Just in the last month or so, we’ve seen a new release from J.N. Shapiro that could point to an entirely new and more accessible concept for the brand. Cornell Watch Co. revealed their new Lozier, with a case, dial, crown, and handset machined in the United States. Colorado Watch Company, the Fort Collins, CO based brand making cases and dials in-house with movements assembled in the United States, just shipped their first batches of new watches to customers after extensive prototyping. And Keaton Myrick, who makes watches completely by hand in vanishingly small runs in Oregon and somehow has flown under the worldwide watch community’s radar for years, just saw a fantastic result in a public sale via Phillips that went for just over the high estimate.
And it’s not just that there’s a lot of activity. The watches mentioned above are all, actually, very very good, and show that American watchmakers and brands can succeed in multiple ways, using different models. Myrick and Shapiro operate at the very highest end of the spectrum, while Colorado Watch Company has the ethos of a microbrand (the project was funded via Kickstarter, just like their sister brand, Vortic). The Cornell model, though, is probably the most interesting to me. The majority of the watch is manufactured in the United States, but it’s outsourced to Hour Precision, a machine shop in Ohio owned by Zach Smith, with ambitions of doing similar work for other brands looking to produce more components on American shores.
If Cornell’s model is successful it could dramatically change how we think about American watchmaking. There’s a possible future where Hour Precision is booked solid, producing cases, dials, and other components for dozens of American microbrands and indies, and perhaps other shops pop up to compete, driving competition in real American watch manufacturing for the first time in a century. Brands that previously outsourced to Switzerland, Japan, and, yes, China, may decide to produce components here. Not out of some type of patriotic duty, but because the work is that good and the price makes sense.
And, hopefully, because watch consumers want to buy American watches. This is, as ever, a big question mark. The watch community has been conditioned for years to believe that “Swiss Made” equals the pinnacle in terms of quality. In some cases, it is. But it doesn’t have to be, and an American-made watch can be worth buying, wearing, and collecting on its own merits. The future of American watchmaking might not mean equalling the Swiss at their ability to mass produce watches for a worldwide market (or make incredibly high end artisanal pieces using old fashioned techniques for a much smaller one), but in carving a unique way forward built on collaboration, transparency, creativity, and ingenuity.

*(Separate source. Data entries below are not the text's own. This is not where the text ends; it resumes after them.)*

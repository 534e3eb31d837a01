use std::fmt;

use chrono::{DateTime, Utc};
use serde::{Deserialize, Serialize};
use serde_json::Value;
use uuid::Uuid;

#[derive(Debug, Clone, Copy, PartialEq, Eq, PartialOrd, Ord, Hash, Serialize, Deserialize)]
#[serde(rename_all = "snake_case")]
pub enum AlertPriority {
    Low,
    Medium,
    High,
    Critical,
}

impl AlertPriority {
    /// Band priority for a correlation magnitude.
    pub fn from_correlation(magnitude: f64) -> Self {
        let magnitude = magnitude.abs();
        if magnitude > 0.8 {
            AlertPriority::Critical
        } else if magnitude >= 0.6 {
            AlertPriority::High
        } else if magnitude >= 0.4 {
            AlertPriority::Medium
        } else {
            AlertPriority::Low
        }
    }
}

impl fmt::Display for AlertPriority {
    fn fmt(&self, f: &mut fmt::Formatter<'_>) -> fmt::Result {
        let label = match self {
            AlertPriority::Low => "low",
            AlertPriority::Medium => "medium",
            AlertPriority::High => "high",
            AlertPriority::Critical => "critical",
        };
        f.write_str(label)
    }
}

#[derive(Debug, Clone, Copy, PartialEq, Eq, Hash, Serialize, Deserialize)]
#[serde(rename_all = "snake_case")]
pub enum AlertType {
    CorrelationShift,
    Opportunity,
    System,
}

#[derive(Debug, Clone, PartialEq, Serialize, Deserialize)]
pub struct Alert {
    pub id: Uuid,
    pub alert_type: AlertType,
    pub priority: AlertPriority,
    pub title: String,
    pub message: String,
    pub timestamp: DateTime<Utc>,
    pub data: Value,
}

impl Alert {
    pub fn new(
        alert_type: AlertType,
        priority: AlertPriority,
        title: impl Into<String>,
        message: impl Into<String>,
        data: Value,
    ) -> Self {
        Self {
            id: Uuid::new_v4(),
            alert_type,
            priority,
            title: title.into(),
            message: message.into(),
            timestamp: Utc::now(),
            data,
        }
    }

    pub fn system(priority: AlertPriority, title: impl Into<String>, message: impl Into<String>) -> Self {
        Self::new(AlertType::System, priority, title, message, Value::Null)
    }

    pub fn league(&self) -> Option<&str> {
        self.data.get("league").and_then(Value::as_str)
    }
}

I saw Cornell’s Lozier in the weeks before its big public unveiling, and I was very impressed. Cornell’s John Warren walked us through the project’s concept, and explained that the CNC machines used in Zach Smith’s shop were the same ones used by big Swiss brands like IWC. The idea was that with skill and know-how, they should be able to make a watch of the same quality. It’s a simple enough idea, and while I didn’t have an IWC on hand to do a side by side comparison, I’ve handled enough IWCs to confidently say the machining and especially the dial work meets or exceeds that standard.